I hope this pivotal juncture in our national discourse will not be a turning point in the course of the nation. If those who disdain democracy like President Trump and Senator Lee continue to call the tune, history tells us where it will lead, and we have already seen hints. The abduction of peaceful protesters by inadequately identified security personnel in unmarked cars in Portland, Ore., last summer instills in us an ugly sense of foreboding, and carries with it the sour odor of Hitler’s Brownshirts — as do the claims of a president that he is, quite simply, above the law, or the results of a free and fair election.

Assuming, however, that our democracy survives, this pivot point may turn us in quite a different direction: We will now face the even more daunting yet invigorating task of reinforcing our democracy. We’ve seen the weaknesses, the fragility in its structure. We’ve seen the destructive dynamic of money in our politics, how it undermines trust and creates conditions that exacerbate societal inequalities. We’ve seen how this process leads to greater polarization, transforming a virtuous system of checks and balances into one of gridlock and confrontation.

We won’t succeed in restoring trust and a sense of social cohesion until we confront, head on, our intertwined racial, ethnic and economic inequalities. These schisms inevitably divide us and undermine the solidarity democracy demands.
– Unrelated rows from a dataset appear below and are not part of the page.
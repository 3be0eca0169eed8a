//! Immutable point-in-time view across all segments.

use super::{MarketRecord, RecordKey};
use chrono::{DateTime, Utc};
use std::collections::BTreeMap;
use tracing::warn;

/// A complete, immutable set of records. Published once, then only replaced.
#[derive(Debug)]
pub struct Snapshot {
    records: BTreeMap<RecordKey, MarketRecord>,
    generation: u64,
    generated_at: DateTime<Utc>,
}

impl Snapshot {
    /// Build a snapshot directly from records; duplicate keys keep the last record.
    pub fn from_records(
        generation: u64,
        generated_at: DateTime<Utc>,
        records: impl IntoIterator<Item = MarketRecord>,
    ) -> Self {
        let mut builder = SnapshotBuilder::new();
        builder.extend(records);
        builder.build(generation, generated_at)
    }

    pub fn len(&self) -> usize {
        self.records.len()
    }

    pub fn is_empty(&self) -> bool {
        self.records.is_empty()
    }

    /// Records in key order.
    pub fn records(&self) -> impl ExactSizeIterator<Item = &MarketRecord> {
        self.records.values()
    }

    pub fn get(&self, key: &RecordKey) -> Option<&MarketRecord> {
        self.records.get(key)
    }

    pub fn generation(&self) -> u64 {
        self.generation
    }

    pub fn generated_at(&self) -> DateTime<Utc> {
        self.generated_at
    }

    /// Record count per segment id.
    pub fn segment_counts(&self) -> BTreeMap<&str, usize> {
        let mut counts = BTreeMap::new();
        for key in self.records.keys() {
            *counts.entry(key.segment.as_str()).or_insert(0) += 1;
        }
        counts
    }
}

/// Accumulates segment outputs into a snapshot.
#[derive(Debug, Default)]
pub struct SnapshotBuilder {
    records: BTreeMap<RecordKey, MarketRecord>,
    collisions: usize,
}

impl SnapshotBuilder {
    pub fn new() -> Self {
        Self::default()
    }

    /// Merge records in; a key collision replaces the earlier record.
    pub fn extend(&mut self, records: impl IntoIterator<Item = MarketRecord>) {
        for record in records {
            let key = record.key();
            if let Some(previous) = self.records.insert(key, record) {
                self.collisions += 1;
                warn!(
                    segment = %previous.segment,
                    code = %previous.code,
                    "Duplicate record key in refresh cycle, keeping last"
                );
            }
        }
    }

    pub fn collisions(&self) -> usize {
        self.collisions
    }

    pub fn len(&self) -> usize {
        self.records.len()
    }

    pub fn is_empty(&self) -> bool {
        self.records.is_empty()
    }

    pub fn build(self, generation: u64, generated_at: DateTime<Utc>) -> Snapshot {
        Snapshot {
            records: self.records,
            generation,
            generated_at,
        }
    }
}
use std::process::Command;

fn main() {
    // Prefer a commit hash injected by the build environment, then ask git.
    let git_hash = std::env::var("GIT_COMMIT_SHA").unwrap_or_else(|_| {
        let output = Command::new("git").args(["rev-parse", "HEAD"]).output();
        match output {
            Ok(output) if output.status.success() => {
                String::from_utf8_lossy(&output.stdout).trim().to_string()
            }
            _ => "unknown".to_string(),
        }
    });

    let short_hash = if git_hash != "unknown" && git_hash.len() >= 7 {
        git_hash[..7].to_string()
    } else {
        git_hash.clone()
    };

    println!("cargo:rustc-env=GIT_COMMIT_HASH={}", git_hash);
    println!("cargo:rustc-env=GIT_COMMIT_SHORT={}", short_hash);
    println!("cargo:rerun-if-env-changed=GIT_COMMIT_SHA");

    // Rebuild if the Git commit changes (only works when .git directory is available)
    if std::path::Path::new(".git/HEAD").exists() {
        println!("cargo:rerun-if-changed=.git/HEAD");
        println!("cargo:rerun-if-changed=.git/refs/heads");
    }
}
Reconstructing our democracy will be daunting, but it will also lift us up. Democracies are about more than elections every four years. Successful ones entail broad-based civic engagement with an array of civil society’s institutions; collective action is about more than just the government or public institutions. It doesn’t destroy individuality or freedom, but can strengthen them and enable all of us to flourish.

We have approached the brink of the end of our cherished democratic rights, we have peered over the precipice and contemplated what lies below, and that terrifying vision may have provided the impetus for exactly the kind of national solidarity the American people need to rebuild our democracy.

Joseph E. Stiglitz is an economist, public policy analyst, Columbia University professor and the chief economist of the Roosevelt Institute, a nonprofit think tank. He is the recipient of the 2001 Nobel Memorial Prize in Economic Sciences.